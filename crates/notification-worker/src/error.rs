//! 通知服务错误类型
//!
//! 区分收件人/内容问题、事件反序列化问题、服务商错误与基础设施错误，
//! 便于上层根据错误类型决定重试、失败还是直接确认丢弃。

use notify_shared::error::NotifyError;
use thiserror::Error;

use crate::sender::ProviderError;

#[derive(Debug, Error)]
pub enum NotificationError {
    #[error("收件人无效: {0}")]
    InvalidRecipient(String),

    #[error("通知反序列化失败: {0}")]
    DeserializationFailed(String),

    #[error(transparent)]
    Provider(#[from] ProviderError),

    #[error(transparent)]
    Shared(#[from] NotifyError),
}

pub type Result<T> = std::result::Result<T, NotificationError>;

impl NotificationError {
    /// 是否值得重试
    ///
    /// 服务商临时错误和存储/队列连接错误可以重试，其余重试也不会成功。
    pub fn is_retryable(&self) -> bool {
        match self {
            Self::InvalidRecipient(_) | Self::DeserializationFailed(_) => false,
            Self::Provider(e) => e.is_transient(),
            Self::Shared(e) => e.is_retryable(),
        }
    }
}

#[cfg(test)]
mod tests {
    use super::*;

    #[test]
    fn test_error_display() {
        let err = NotificationError::InvalidRecipient("缺少手机号".to_string());
        assert_eq!(err.to_string(), "收件人无效: 缺少手机号");

        let err = NotificationError::DeserializationFailed("invalid JSON".to_string());
        assert_eq!(err.to_string(), "通知反序列化失败: invalid JSON");
    }

    #[test]
    fn test_retry_classification() {
        assert!(!NotificationError::InvalidRecipient("x".to_string()).is_retryable());
        assert!(!NotificationError::DeserializationFailed("x".to_string()).is_retryable());

        let transient = NotificationError::from(ProviderError::transient("twilio", "HTTP 503"));
        assert!(transient.is_retryable());

        let permanent = NotificationError::from(ProviderError::permanent("twilio", "HTTP 400"));
        assert!(!permanent.is_retryable());

        let kafka = NotificationError::from(NotifyError::Kafka("broker down".to_string()));
        assert!(kafka.is_retryable());

        let not_found = NotificationError::from(NotifyError::not_found("Notification", "n-1"));
        assert!(!not_found.is_retryable());
    }
}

== == ==

Aim of the task —
The records above should be repeated in full, exactly as given.

Exercise response —
filename crates/notification-worker/src/error.rs
//! 通知服务错误类型
//!
//! 区分收件人/内容问题、事件反序列化问题、服务商错误与基础设施错误，
//! 便于上层根据错误类型决定重试、失败还是直接确认丢弃。

use notify_shared::error::NotifyError;
use thiserror::Error;

use crate::sender::ProviderError;

#[derive(Debug, Error)]
pub enum NotificationError {
    #[error("收件人无效: {0}")]
    InvalidRecipient(String),

    #[error("通知反序列化失败: {0}")]
    DeserializationFailed(String),

    #[error(transparent)]
    Provider(#[from] ProviderError),

    #[error(transparent)]
    Shared(#[from] NotifyError),
}

pub type Result<T> = std::result::Result<T, NotificationError>;

impl NotificationError {
    /// 是否值得重试
    ///
    /// 服务商临时错误和存储/队列连接错误可以重试，其余重试也不会成功。
    pub fn is_retryable(&self) -> bool {
        match self {
            Self::InvalidRecipient(_) | Self::DeserializationFailed(_) => false,
            Self::Provider(e) => e.is_transient(),
            Self::Shared(e) => e.is_retryable(),
        }
    }
}

#[cfg(test)]
mod tests {
    use super::*;

    #[test]
    fn test_error_display() {
        let err = NotificationError::InvalidRecipient("缺少手机号".to_string());
        assert_eq!(err.to_string(), "收件人无效: 缺少手机号");

        let err = NotificationError::DeserializationFailed("invalid JSON".to_string());
        assert_eq!(err.to_string(), "通知反序列化失败: invalid JSON");
    }

    #[test]
    fn test_retry_classification() {
        assert!(!NotificationError::InvalidRecipient("x".to_string()).is_retryable());
        assert!(!NotificationError::DeserializationFailed("x".to_string()).is_retryable());

        let transient = NotificationError::from(ProviderError::transient("twilio", "HTTP 503"));
        assert!(transient.is_retryable());

        let permanent = NotificationError::from(ProviderError::permanent("twilio", "HTTP 400"));
        assert!(!permanent.is_retryable());

        let kafka = NotificationError::from(NotifyError::Kafka("broker down".to_string()));
        assert!(kafka.is_retryable());

        let not_found = NotificationError::from(NotifyError::not_found("Notification", "n-1"));
        assert!(!not_found.is_retryable());
    }
}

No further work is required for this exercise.